Contemp Clin Trials Commun ; 7: 217-223, 2017 Sep.
Artigo em Inglês | MEDLINE | ID: mdl-29696189

RESUMO

BACKGROUND: Each year, around one out of two nursing home (NH) residents are hospitalized in France, and about half to the emergency department (ED). These transfers are frequently inappropriate. This paper describes the protocol of the FINE study. The first aim of this study is to identify the factors associated with inappropriate transfers to ED. METHODS/DESIGN: FINE is a case-control observational study. Sixteen hospitals participate. Inclusion period lasts 7 days per season in each center for a total period of inclusion of one year.
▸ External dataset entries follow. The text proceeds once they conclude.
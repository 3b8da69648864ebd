//! Reversible edit commands and the undo history that drives them.
//!
//! Every timeline mutation is an `EditCommand`. A command is constructed
//! against the current `TimelineState` (capturing edit settings such as the
//! ripple modes), pushed into a `History`, which runs its first `redo`, and
//! afterwards flipped back and forth by `undo` / `redo` any number of times.
//!
//! Structural commands (anything that adds, removes or resizes entries) keep
//! an `UndoHelper` and reverse themselves by snapshot restore. Scalar property
//! commands (fades, gain, flags, names) store the previous value directly.
//!
//! Merging:
//! - Commands exposing a `MergeId` may fold into the history's top entry when
//!   the next command has the same id and target (continuous drags).
//! - `EditCommand::merge` is pure: it returns the combined command or `None`
//!   and never touches the timeline. The history replaces its top entry with
//!   the result only after the new command's redo has succeeded.

use core_events::TimelineEvent;
use core_state::{EditError, TimelineState};

pub mod command;
mod edit;
pub mod groups;
pub mod history;
pub mod ripple;

pub use command::EditCommand;
pub use history::History;

/// Merge family of a command. Two commands can only merge when their ids are
/// equal; the command-specific `merge` then checks target and adjacency.
#[derive(Debug, Clone, Copy, PartialEq, Eq, Hash)]
pub enum MergeId {
    TrimClipIn,
    TrimClipOut,
    FadeIn,
    FadeOut,
    TrimTransitionIn,
    TrimTransitionOut,
    AddTransitionByTrimIn,
    AddTransitionByTrimOut,
    MoveClip,
    ChangeGain,
}

/// Uniform capability shared by every command kind.
pub trait Command {
    /// Apply (or re-apply) the edit. On error the timeline is left as it was.
    fn redo(&mut self, state: &mut TimelineState) -> Result<(), EditError>;

    /// Reverse the most recent `redo`.
    fn undo(&mut self, state: &mut TimelineState) -> Result<(), EditError>;

    /// Human readable label for undo/redo menus.
    fn text(&self) -> &'static str;

    fn merge_id(&self) -> Option<MergeId> {
        None
    }

    /// Notification emitted after a successful redo or undo.
    fn notification(&self) -> Option<TimelineEvent> {
        None
    }
}
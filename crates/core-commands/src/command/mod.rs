//! The closed catalog of edit commands.
//!
//! One struct per command kind, grouped by concern:
//! - `clip`: append, insert, overwrite, lift, remove, replace, update, split, merge
//! - `trim`: clip in/out point trims
//! - `property`: fades, gain, filters
//! - `transition`: transition creation, resizing, removal, blend mode
//! - `group`: group / ungroup
//! - `move_clip`, `detach`, `align`: multi-clip edits
//! - `track`: track list and track flag edits
//!
//! `EditCommand` wraps them all behind the `Command` capability so the history
//! stores a single type.

use core_events::TimelineEvent;
use core_state::{EditError, TimelineState};

use crate::{Command, MergeId};

mod align;
mod clip;
mod detach;
mod group;
mod move_clip;
mod property;
mod track;
mod transition;
mod trim;

pub use align::{AlignClipsCommand, Alignment};
pub use clip::{
    AppendCommand, InsertCommand, LiftCommand, MergeCommand, OverwriteCommand, RemoveCommand,
    ReplaceCommand, SplitCommand, UpdateCommand,
};
pub use detach::DetachAudioCommand;
pub use group::{GroupCommand, UngroupCommand};
pub use move_clip::MoveClipCommand;
pub use property::{ApplyFiltersCommand, ChangeGainCommand, FadeInCommand, FadeOutCommand};
pub use track::{
    AddTrackCommand, CompositeTrackCommand, HideTrackCommand, InsertTrackCommand,
    LockTrackCommand, MoveTrackCommand, MuteTrackCommand, NameTrackCommand, RemoveTrackCommand,
};
pub use transition::{
    AddTransitionByTrimInCommand, AddTransitionByTrimOutCommand, AddTransitionCommand,
    ChangeBlendModeCommand, RemoveTransitionByTrimInCommand, RemoveTransitionByTrimOutCommand,
    TrimTransitionInCommand, TrimTransitionOutCommand,
};
pub use trim::{TrimClipInCommand, TrimClipOutCommand};

#[derive(Debug, Clone)]
pub enum EditCommand {
    Append(AppendCommand),
    Insert(InsertCommand),
    Overwrite(OverwriteCommand),
    Lift(LiftCommand),
    Remove(RemoveCommand),
    Replace(ReplaceCommand),
    Update(UpdateCommand),
    Split(SplitCommand),
    Merge(MergeCommand),
    TrimClipIn(TrimClipInCommand),
    TrimClipOut(TrimClipOutCommand),
    FadeIn(FadeInCommand),
    FadeOut(FadeOutCommand),
    ChangeGain(ChangeGainCommand),
    ApplyFilters(ApplyFiltersCommand),
    AddTransition(AddTransitionCommand),
    TrimTransitionIn(TrimTransitionInCommand),
    TrimTransitionOut(TrimTransitionOutCommand),
    AddTransitionByTrimIn(AddTransitionByTrimInCommand),
    AddTransitionByTrimOut(AddTransitionByTrimOutCommand),
    RemoveTransitionByTrimIn(RemoveTransitionByTrimInCommand),
    RemoveTransitionByTrimOut(RemoveTransitionByTrimOutCommand),
    ChangeBlendMode(ChangeBlendModeCommand),
    Group(GroupCommand),
    Ungroup(UngroupCommand),
    MoveClip(MoveClipCommand),
    DetachAudio(DetachAudioCommand),
    AlignClips(AlignClipsCommand),
    AddTrack(AddTrackCommand),
    InsertTrack(InsertTrackCommand),
    RemoveTrack(RemoveTrackCommand),
    MoveTrack(MoveTrackCommand),
    NameTrack(NameTrackCommand),
    MuteTrack(MuteTrackCommand),
    HideTrack(HideTrackCommand),
    LockTrack(LockTrackCommand),
    CompositeTrack(CompositeTrackCommand),
}

impl EditCommand {
    fn inner(&self) -> &dyn Command {
        match self {
            EditCommand::Append(c) => c,
            EditCommand::Insert(c) => c,
            EditCommand::Overwrite(c) => c,
            EditCommand::Lift(c) => c,
            EditCommand::Remove(c) => c,
            EditCommand::Replace(c) => c,
            EditCommand::Update(c) => c,
            EditCommand::Split(c) => c,
            EditCommand::Merge(c) => c,
            EditCommand::TrimClipIn(c) => c,
            EditCommand::TrimClipOut(c) => c,
            EditCommand::FadeIn(c) => c,
            EditCommand::FadeOut(c) => c,
            EditCommand::ChangeGain(c) => c,
            EditCommand::ApplyFilters(c) => c,
            EditCommand::AddTransition(c) => c,
            EditCommand::TrimTransitionIn(c) => c,
            EditCommand::TrimTransitionOut(c) => c,
            EditCommand::AddTransitionByTrimIn(c) => c,
            EditCommand::AddTransitionByTrimOut(c) => c,
            EditCommand::RemoveTransitionByTrimIn(c) => c,
            EditCommand::RemoveTransitionByTrimOut(c) => c,
            EditCommand::ChangeBlendMode(c) => c,
            EditCommand::Group(c) => c,
            EditCommand::Ungroup(c) => c,
            EditCommand::MoveClip(c) => c,
            EditCommand::DetachAudio(c) => c,
            EditCommand::AlignClips(c) => c,
            EditCommand::AddTrack(c) => c,
            EditCommand::InsertTrack(c) => c,
            EditCommand::RemoveTrack(c) => c,
            EditCommand::MoveTrack(c) => c,
            EditCommand::NameTrack(c) => c,
            EditCommand::MuteTrack(c) => c,
            EditCommand::HideTrack(c) => c,
            EditCommand::LockTrack(c) => c,
            EditCommand::CompositeTrack(c) => c,
        }
    }

    fn inner_mut(&mut self) -> &mut dyn Command {
        match self {
            EditCommand::Append(c) => c,
            EditCommand::Insert(c) => c,
            EditCommand::Overwrite(c) => c,
            EditCommand::Lift(c) => c,
            EditCommand::Remove(c) => c,
            EditCommand::Replace(c) => c,
            EditCommand::Update(c) => c,
            EditCommand::Split(c) => c,
            EditCommand::Merge(c) => c,
            EditCommand::TrimClipIn(c) => c,
            EditCommand::TrimClipOut(c) => c,
            EditCommand::FadeIn(c) => c,
            EditCommand::FadeOut(c) => c,
            EditCommand::ChangeGain(c) => c,
            EditCommand::ApplyFilters(c) => c,
            EditCommand::AddTransition(c) => c,
            EditCommand::TrimTransitionIn(c) => c,
            EditCommand::TrimTransitionOut(c) => c,
            EditCommand::AddTransitionByTrimIn(c) => c,
            EditCommand::AddTransitionByTrimOut(c) => c,
            EditCommand::RemoveTransitionByTrimIn(c) => c,
            EditCommand::RemoveTransitionByTrimOut(c) => c,
            EditCommand::ChangeBlendMode(c) => c,
            EditCommand::Group(c) => c,
            EditCommand::Ungroup(c) => c,
            EditCommand::MoveClip(c) => c,
            EditCommand::DetachAudio(c) => c,
            EditCommand::AlignClips(c) => c,
            EditCommand::AddTrack(c) => c,
            EditCommand::InsertTrack(c) => c,
            EditCommand::RemoveTrack(c) => c,
            EditCommand::MoveTrack(c) => c,
            EditCommand::NameTrack(c) => c,
            EditCommand::MuteTrack(c) => c,
            EditCommand::HideTrack(c) => c,
            EditCommand::LockTrack(c) => c,
            EditCommand::CompositeTrack(c) => c,
        }
    }

    /// Fold `next` (already executed) into `self` (the entry directly below
    /// it). Pure: returns the combined command or `None` when ids, targets or
    /// recorded states do not line up.
    pub fn merge(&self, next: &EditCommand) -> Option<EditCommand> {
        if self.merge_id().is_none() || self.merge_id() != next.merge_id() {
            return None;
        }
        match (self, next) {
            (EditCommand::TrimClipIn(a), EditCommand::TrimClipIn(b)) => {
                a.merge(b).map(EditCommand::TrimClipIn)
            }
            (EditCommand::TrimClipOut(a), EditCommand::TrimClipOut(b)) => {
                a.merge(b).map(EditCommand::TrimClipOut)
            }
            (EditCommand::FadeIn(a), EditCommand::FadeIn(b)) => a.merge(b).map(EditCommand::FadeIn),
            (EditCommand::FadeOut(a), EditCommand::FadeOut(b)) => {
                a.merge(b).map(EditCommand::FadeOut)
            }
            (EditCommand::ChangeGain(a), EditCommand::ChangeGain(b)) => {
                a.merge(b).map(EditCommand::ChangeGain)
            }
            (EditCommand::TrimTransitionIn(a), EditCommand::TrimTransitionIn(b)) => {
                a.merge(b).map(EditCommand::TrimTransitionIn)
            }
            (EditCommand::TrimTransitionOut(a), EditCommand::TrimTransitionOut(b)) => {
                a.merge(b).map(EditCommand::TrimTransitionOut)
            }
            (EditCommand::AddTransitionByTrimIn(a), EditCommand::AddTransitionByTrimIn(b)) => {
                a.merge(b).map(EditCommand::AddTransitionByTrimIn)
            }
            (EditCommand::AddTransitionByTrimOut(a), EditCommand::AddTransitionByTrimOut(b)) => {
                a.merge(b).map(EditCommand::AddTransitionByTrimOut)
            }
            (EditCommand::MoveClip(a), EditCommand::MoveClip(b)) => {
                a.merge(b).map(EditCommand::MoveClip)
            }
            _ => None,
        }
    }
}

impl Command for EditCommand {
    fn redo(&mut self, state: &mut TimelineState) -> Result<(), EditError> {
        self.inner_mut().redo(state)
    }

    fn undo(&mut self, state: &mut TimelineState) -> Result<(), EditError> {
        self.inner_mut().undo(state)
    }

    fn text(&self) -> &'static str {
        self.inner().text()
    }

    fn merge_id(&self) -> Option<MergeId> {
        self.inner().merge_id()
    }

    fn notification(&self) -> Option<TimelineEvent> {
        self.inner().notification()
    }
}
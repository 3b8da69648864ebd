use core_state::{EditError, TimelineState};
use core_timeline::{ClipPosition, GroupId};
use std::collections::BTreeMap;
use tracing::debug;

use crate::{Command, groups};

/// Tag a set of clips with one fresh group id.
///
/// The id is allocated on the first redo and reused afterwards, so undo/redo
/// cycles keep handing out the same group.
#[derive(Debug, Clone, Default)]
pub struct GroupCommand {
    targets: Vec<ClipPosition>,
    group: Option<GroupId>,
    prior: BTreeMap<ClipPosition, Option<GroupId>>,
}

impl GroupCommand {
    pub fn new() -> Self {
        Self::default()
    }

    pub fn add_to_group(&mut self, track: usize, clip: usize) {
        let at = ClipPosition::new(track, clip);
        if !self.targets.contains(&at) {
            self.targets.push(at);
        }
    }

    /// Group id assigned by the last redo.
    pub fn group(&self) -> Option<GroupId> {
        self.group
    }
}

impl Command for GroupCommand {
    fn redo(&mut self, state: &mut TimelineState) -> Result<(), EditError> {
        if self.targets.is_empty() {
            return Err(EditError::NoTargets);
        }
        let prior = groups::capture(state, &self.targets)?;
        let group = *self.group.get_or_insert_with(|| groups::allocate(state));
        for &at in &self.targets {
            groups::set_group(state, at, Some(group))?;
        }
        debug!(target: "commands.group", group, clips = self.targets.len(), "grouped");
        self.prior = prior;
        Ok(())
    }

    fn undo(&mut self, state: &mut TimelineState) -> Result<(), EditError> {
        groups::restore(state, &self.prior)
    }

    fn text(&self) -> &'static str {
        "Group"
    }
}

/// Clear the group tag of a set of clips.
#[derive(Debug, Clone, Default)]
pub struct UngroupCommand {
    targets: Vec<ClipPosition>,
    prior: BTreeMap<ClipPosition, Option<GroupId>>,
}

impl UngroupCommand {
    pub fn new() -> Self {
        Self::default()
    }

    pub fn remove_from_group(&mut self, track: usize, clip: usize) {
        let at = ClipPosition::new(track, clip);
        if !self.targets.contains(&at) {
            self.targets.push(at);
        }
    }
}

impl Command for UngroupCommand {
    fn redo(&mut self, state: &mut TimelineState) -> Result<(), EditError> {
        if self.targets.is_empty() {
            return Err(EditError::NoTargets);
        }
        let prior = groups::capture(state, &self.targets)?;
        for &at in &self.targets {
            groups::set_group(state, at, None)?;
        }
        debug!(target: "commands.group", clips = self.targets.len(), "ungrouped");
        self.prior = prior;
        Ok(())
    }

    fn undo(&mut self, state: &mut TimelineState) -> Result<(), EditError> {
        groups::restore(state, &self.prior)
    }

    fn text(&self) -> &'static str {
        "Ungroup"
    }
}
All the NH residents admitted in ED during these periods are included. Data are collected in 4 times: before transfer in the NH, at the ED, in hospital wards in case of patient's hospitalization and at the patient's return to NH. The appropriateness of ED transfers (i.e. case versus control NH residents) is determined by a multidisciplinary team of experts. RESULTS: Our primary objective is to determine the factors predisposing NH residents to inappropriate transfer to ED. Our secondary objectives are to assess the cost of the transfers to ED; study the evolution of NH residents' functional status and the psychotropic and inappropriate drugs prescription between before and after the transfer; calculate the prevalence of potentially avoidable transfers to ED; and identify the factors predisposing NH residents to potentially avoidable transfer to ED. DISCUSSION: A better understanding of the determinant factors of inappropriate transfers to ED of NH residents may lead to proposals of recommendations of better practice in NH and would allow implementing quality improvement programs in the health organization.